Sue Brown

Note: The following item by Sue Brown, Clinical Nutrition Manager at Floyd Medical Center was provided by Polk.Today sponsor Floyd Medical Center. – KtE

For most people without certain chronic conditions, eating healthy doesn’t have to be difficult.

You eat nutritious meals and snacks that, accompanied by a modest exercise routine, should help you lose weight, strengthen your overall health and boost energy.

Here are a few tips:

⦁ Make half of your plate non-starchy vegetables.

⦁ Enjoy three meals a day with 1-2 snacks daily. Choose protein and fiber rich snacks to keep you full longer.

⦁ Keep fruits on hand like an apple, orange, or grapes with you for a quick, healthy snack.

⦁ Drink water with meals instead of tea or soft drinks.

⦁ Bake, broil or grill foods instead of frying.

⦁ Eat lean proteins such as chicken, fish, beans, or pork.

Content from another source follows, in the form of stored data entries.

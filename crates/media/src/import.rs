use std::collections::HashSet;
use std::path::{Path, PathBuf};

use reelmark_state::event::{EventId, NormalizedEvent};

use crate::resolve::asset_file_name;

/// A cache file whose name follows `{prefix}_evt_{id}_{preview}s.{ext}`.
#[derive(Debug, Clone, PartialEq, Eq, Hash)]
pub struct AssetName {
    pub prefix: String,
    pub id: EventId,
    pub preview_seconds: u32,
}

/// Accepts only names the resolver would build itself, so the extension is
/// matched case-sensitively and padded or signed numbers are rejected.
pub fn parse_asset_name(file_name: &str, extension: &str) -> Option<AssetName> {
    let extension = extension.trim().trim_start_matches('.');
    let stem = file_name.strip_suffix(extension)?.strip_suffix('.')?;
    let split_at = stem.rfind("_evt_")?;
    let prefix = &stem[..split_at];
    let rest = &stem[split_at + "_evt_".len()..];
    let (id, preview) = rest.split_once('_')?;
    let preview = preview.strip_suffix('s')?;
    if prefix.is_empty() || !id.bytes().all(|b| b.is_ascii_digit()) {
        return None;
    }
    let name = AssetName {
        prefix: prefix.to_string(),
        id: EventId(id.parse().ok()?),
        preview_seconds: preview.parse().ok()?,
    };
    let rebuilt = asset_file_name(&name.prefix, name.id, name.preview_seconds, extension);
    (rebuilt == file_name).then_some(name)
}

/// Lists the cache files directly under `root` that follow the naming template.
pub fn scan_assets(root: &Path, extension: &str) -> Vec<(PathBuf, AssetName)> {
    let Ok(entries) = std::fs::read_dir(root) else {
        return Vec::new();
    };
    let mut results: Vec<_> = entries
        .flatten()
        .map(|entry| entry.path())
        .filter(|p| p.is_file())
        .filter_map(|p| {
            let name = p.file_name()?.to_str()?;
            let parsed = parse_asset_name(name, extension)?;
            Some((p, parsed))
        })
        .collect();
    results.sort_by(|a, b| a.0.cmp(&b.0));
    results
}

#[derive(Debug, Clone, Copy, Default, PartialEq, Eq)]
pub struct Coverage {
    pub available: usize,
    pub total: usize,
}

/// How many real events of one entry have a matching cache file.
pub fn coverage(
    prefix: &str,
    events: &[NormalizedEvent],
    assets: &[(PathBuf, AssetName)],
) -> Coverage {
    let present: HashSet<(EventId, u32)> = assets
        .iter()
        .filter(|(_, a)| a.prefix == prefix)
        .map(|(_, a)| (a.id, a.preview_seconds))
        .collect();
    let real: Vec<_> = events.iter().filter(|e| !e.is_placeholder()).collect();
    Coverage {
        available: real
            .iter()
            .filter(|e| present.contains(&(e.id, e.preview)))
            .count(),
        total: real.len(),
    }
}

⦁ Cut down on the amount of sugar. Limit desserts to once or twice a week.

⦁ Reduce salt intake by eating fewer processed food such as crackers or chips.

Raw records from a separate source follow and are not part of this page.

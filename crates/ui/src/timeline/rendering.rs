use egui::{pos2, vec2, Align2, CornerRadius, FontId, Painter, Rect, Stroke, StrokeKind};
use reelmark_state::level::Level;
use reelmark_state::time::format_clock;
use reelmark_state::timeline::IntervalBar;

use crate::theme;

use super::layout::*;

pub fn draw_ruler(painter: &Painter, geometry: &TimelineGeometry, top: f32) {
    let ruler_rect = Rect::from_min_size(
        pos2(geometry.content_left, top),
        vec2(geometry.content_width, RULER_HEIGHT),
    );
    painter.rect_filled(ruler_rect, CornerRadius::ZERO, theme::RULER_BG);

    let step = tick_step(geometry);
    let mut t = 0;
    while t <= geometry.duration {
        let x = geometry.time_to_x(t);
        painter.line_segment(
            [pos2(x, top + RULER_HEIGHT - 8.0), pos2(x, top + RULER_HEIGHT)],
            Stroke::new(1.0, theme::TEXT_DIM),
        );
        painter.text(
            pos2(x + 2.0, top + 2.0),
            Align2::LEFT_TOP,
            format_clock(t),
            FontId::monospace(9.0),
            theme::TEXT_DIM,
        );

        for sub in 1..4 {
            let sub_t = t + step * sub / 4;
            if sub_t < geometry.duration && step >= 4 {
                let sub_x = geometry.time_to_x(sub_t);
                painter.line_segment(
                    [pos2(sub_x, top + RULER_HEIGHT - 4.0), pos2(sub_x, top + RULER_HEIGHT)],
                    Stroke::new(0.5, theme::RULER_TICK),
                );
            }
        }

        let Some(next) = t.checked_add(step) else {
            break;
        };
        t = next;
    }
}

pub fn draw_rows(painter: &Painter, geometry: &TimelineGeometry, rows: &[Level], left: f32) {
    for (i, level) in rows.iter().enumerate() {
        let row = geometry.row_rect(i);
        let header = Rect::from_min_max(pos2(left, row.min.y), pos2(row.min.x, row.max.y));
        painter.rect_filled(header, CornerRadius::ZERO, theme::TRACK_HEADER_BG);
        painter.text(
            header.center(),
            Align2::CENTER_CENTER,
            level.label(),
            FontId::proportional(12.0),
            level.color(),
        );
        painter.rect_filled(row, CornerRadius::ZERO, theme::TRACK_BG);
        painter.line_segment(
            [pos2(left, row.max.y), pos2(row.max.x, row.max.y)],
            Stroke::new(1.0, theme::BORDER),
        );
    }
}

pub fn draw_bar(painter: &Painter, rect: Rect, bar: &IntervalBar, selected: bool, hovered: bool) {
    let fill = if bar.is_placeholder() {
        bar.color.gamma_multiply(0.35)
    } else {
        bar.color
    };
    painter.rect_filled(rect, theme::ROUNDING_SM, fill);

    if selected {
        painter.rect_stroke(
            rect,
            theme::ROUNDING_SM,
            Stroke::new(2.0, theme::SELECTED_OUTLINE),
            StrokeKind::Outside,
        );
    } else if hovered {
        painter.rect_stroke(
            rect,
            theme::ROUNDING_SM,
            Stroke::new(1.0, theme::TEXT_PRIMARY),
            StrokeKind::Outside,
        );
    }

    if !bar.is_placeholder() && rect.width() > 60.0 {
        painter.with_clip_rect(rect).text(
            rect.left_center() + vec2(4.0, 0.0),
            Align2::LEFT_CENTER,
            &bar.keywords,
            FontId::proportional(10.0),
            theme::BG_DARK,
        );
    }
}

pub fn draw_domain_end(painter: &Painter, geometry: &TimelineGeometry, top: f32, bottom: f32) {
    let x = geometry.time_to_x(geometry.duration);
    painter.line_segment([pos2(x, top), pos2(x, bottom)], Stroke::new(1.0, theme::ACCENT));
}
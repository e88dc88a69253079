use serde::{Deserialize, Serialize};

use crate::level::Level;
use crate::time::{self, TimeParseError};

/// A point in time as authored: either whole seconds or a clock string.
#[derive(Debug, Clone, PartialEq, Eq, Serialize, Deserialize)]
#[serde(untagged)]
pub enum TimeValue {
    Seconds(u32),
    Text(String),
}

impl TimeValue {
    pub fn seconds(&self) -> u32 {
        self.try_seconds().unwrap_or(0)
    }

    pub fn try_seconds(&self) -> Result<u32, TimeParseError> {
        match self {
            TimeValue::Seconds(s) => Ok(*s),
            TimeValue::Text(raw) => time::try_parse(raw),
        }
    }

    pub fn raw(&self) -> String {
        match self {
            TimeValue::Seconds(s) => s.to_string(),
            TimeValue::Text(raw) => raw.clone(),
        }
    }
}

impl From<u32> for TimeValue {
    fn from(seconds: u32) -> Self {
        TimeValue::Seconds(seconds)
    }
}

impl From<&str> for TimeValue {
    fn from(raw: &str) -> Self {
        TimeValue::Text(raw.to_string())
    }
}

#[derive(Debug, Clone, PartialEq, Serialize, Deserialize)]
pub struct RawEvent {
    pub start: TimeValue,
    pub end: TimeValue,
    pub level: Level,
    #[serde(default)]
    pub keywords: String,
    /// Representative instant used to name the preview clip.
    pub preview: TimeValue,
}

impl RawEvent {
    pub fn new(
        start: impl Into<TimeValue>,
        end: impl Into<TimeValue>,
        level: Level,
        preview: impl Into<TimeValue>,
    ) -> Self {
        Self {
            start: start.into(),
            end: end.into(),
            level,
            keywords: String::new(),
            preview: preview.into(),
        }
    }

    pub fn with_keywords(mut self, keywords: impl Into<String>) -> Self {
        self.keywords = keywords.into();
        self
    }
}

#[derive(Debug, Clone, PartialEq, Serialize, Deserialize)]
pub struct CatalogEntry {
    pub name: String,
    #[serde(default)]
    pub summary: String,
    pub duration: TimeValue,
    #[serde(default, skip_serializing_if = "Option::is_none")]
    pub media_prefix: Option<String>,
    #[serde(default)]
    pub events: Vec<RawEvent>,
}

impl CatalogEntry {
    pub fn new(name: impl Into<String>, duration: impl Into<TimeValue>) -> Self {
        Self {
            name: name.into(),
            summary: String::new(),
            duration: duration.into(),
            media_prefix: None,
            events: Vec::new(),
        }
    }

    pub fn with_event(mut self, event: RawEvent) -> Self {
        self.events.push(event);
        self
    }

    pub fn duration_seconds(&self) -> u32 {
        self.duration.seconds()
    }

    /// Prefix used in preview file names. Falls back to the first word of the
    /// entry name, which is how existing caches were named.
    pub fn media_prefix(&self) -> &str {
        if let Some(prefix) = self.media_prefix.as_deref().filter(|p| !p.trim().is_empty()) {
            return prefix.trim();
        }
        self.name.split_whitespace().next().unwrap_or("")
    }
}

#[derive(Debug, Clone, Default, PartialEq, Serialize, Deserialize)]
pub struct Catalog {
    pub entries: Vec<CatalogEntry>,
}

impl Catalog {
    pub fn new(entries: Vec<CatalogEntry>) -> Self {
        Self { entries }
    }

    pub fn get(&self, name: &str) -> Option<&CatalogEntry> {
        self.entries.iter().find(|e| e.name == name)
    }

    pub fn first(&self) -> Option<&CatalogEntry> {
        self.entries.first()
    }

    pub fn names(&self) -> impl Iterator<Item = &str> {
        self.entries.iter().map(|e| e.name.as_str())
    }

    pub fn len(&self) -> usize {
        self.entries.len()
    }

    pub fn is_empty(&self) -> bool {
        self.entries.is_empty()
    }
}

#[cfg(test)]
mod tests {
    use super::*;

    #[test]
    fn prefix_defaults_to_first_word() {
        let entry = CatalogEntry::new("Red Dead Redemption 2", "01:00:00");
        assert_eq!(entry.media_prefix(), "Red");

        let mut explicit = entry.clone();
        explicit.media_prefix = Some("RDR2".to_string());
        assert_eq!(explicit.media_prefix(), "RDR2");

        let mut blank = entry;
        blank.media_prefix = Some("  ".to_string());
        assert_eq!(blank.media_prefix(), "Red");
    }

    #[test]
    fn time_values_accept_seconds_or_text() {
        assert_eq!(TimeValue::from(90).seconds(), 90);
        assert_eq!(TimeValue::from("01:30").seconds(), 90);
        assert_eq!(TimeValue::from("garbage").seconds(), 0);
        assert!(TimeValue::from("garbage").try_seconds().is_err());
    }

    #[test]
    fn lookup_by_name_keeps_authoring_order() {
        let catalog = Catalog::new(vec![
            CatalogEntry::new("Hades", "60:00"),
            CatalogEntry::new("Detroit: Become Human", "30:00"),
        ]);
        assert_eq!(catalog.names().collect::<Vec<_>>(), ["Hades", "Detroit: Become Human"]);
        assert_eq!(catalog.get("Hades").map(|e| e.duration_seconds()), Some(3600));
        assert!(catalog.get("Portal").is_none());
    }
}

Heart-Healthy Food Choices

Maintaining a healthy diet is one of the best weapons for fighting cardiovascular disease and other heart conditions.

Assuming most Americans know this, why is heart disease still the number one killer among adults?

A major reason is that the American diet has shifted out of balance, often being high in sodium, added sugar, and saturated fats.

⦁ Eat at least 2 cups of fruit and 2½ to 3 cups of vegetables every day. Produce is full of vitamins, minerals, fiber, and other essential nutrients. And produce is practically free of fat and cholesterol

⦁ Read and compare food labels. To make the best use of food labels, first look at how many servings the package contains. Then look at the calories and fat per serving. Multiply the calories and fat by the number of servings you’re going to eat.

⦁ Limit sugary beverages like soda and juice with added sugar.

⦁ If you drink alcoholic beverages, limit your intake. Alcohol is high in calories. Limit intake to 1 drink per day for women and 2 for men.

⦁ Prepare foods with little or no added salt. Try using other herbs to flavor foods like: cumin, cayenne, paprika, black pepper, oregano, lemon peel, garlic and onion powder, and rubbed sage.

⦁ Skip the fried foods. After you purchase nutritious foods, make certain you prepare them in a healthy manner. Grill fish and chicken instead of frying it.

During the summer months, grilling is popular. It is a tasty way to prepare many foods and it doesn’t heat up the kitchen. But you might want to look to healthier alternatives than steak and the popular hamburger.

Impress your family and friends with your versatility. Try grilling fish, ground turkey or chicken burgers or skinless chicken breasts. Remember, the proper serving size of meat is about the size of a deck of cards.

Grilling often gives veggies and fruits an interesting flavor. Put them on skewers and grill away! And here is a cooking tip. If you are grilling meat and veggies, keep the veggies on one skewer and the meat on another because the cooking time is unlikely to be the same. Large fruits like apples and peaches are excellent when grilled. Think outside the box.

While barbecue sauce might be tasty, it often has a lot of salt and sugar. Look for sauces with little to no added sugar or try using a spice blend to season your food. A splash of lemon and lime can also help.

Eating well should not mean giving up flavor. Think outside the box!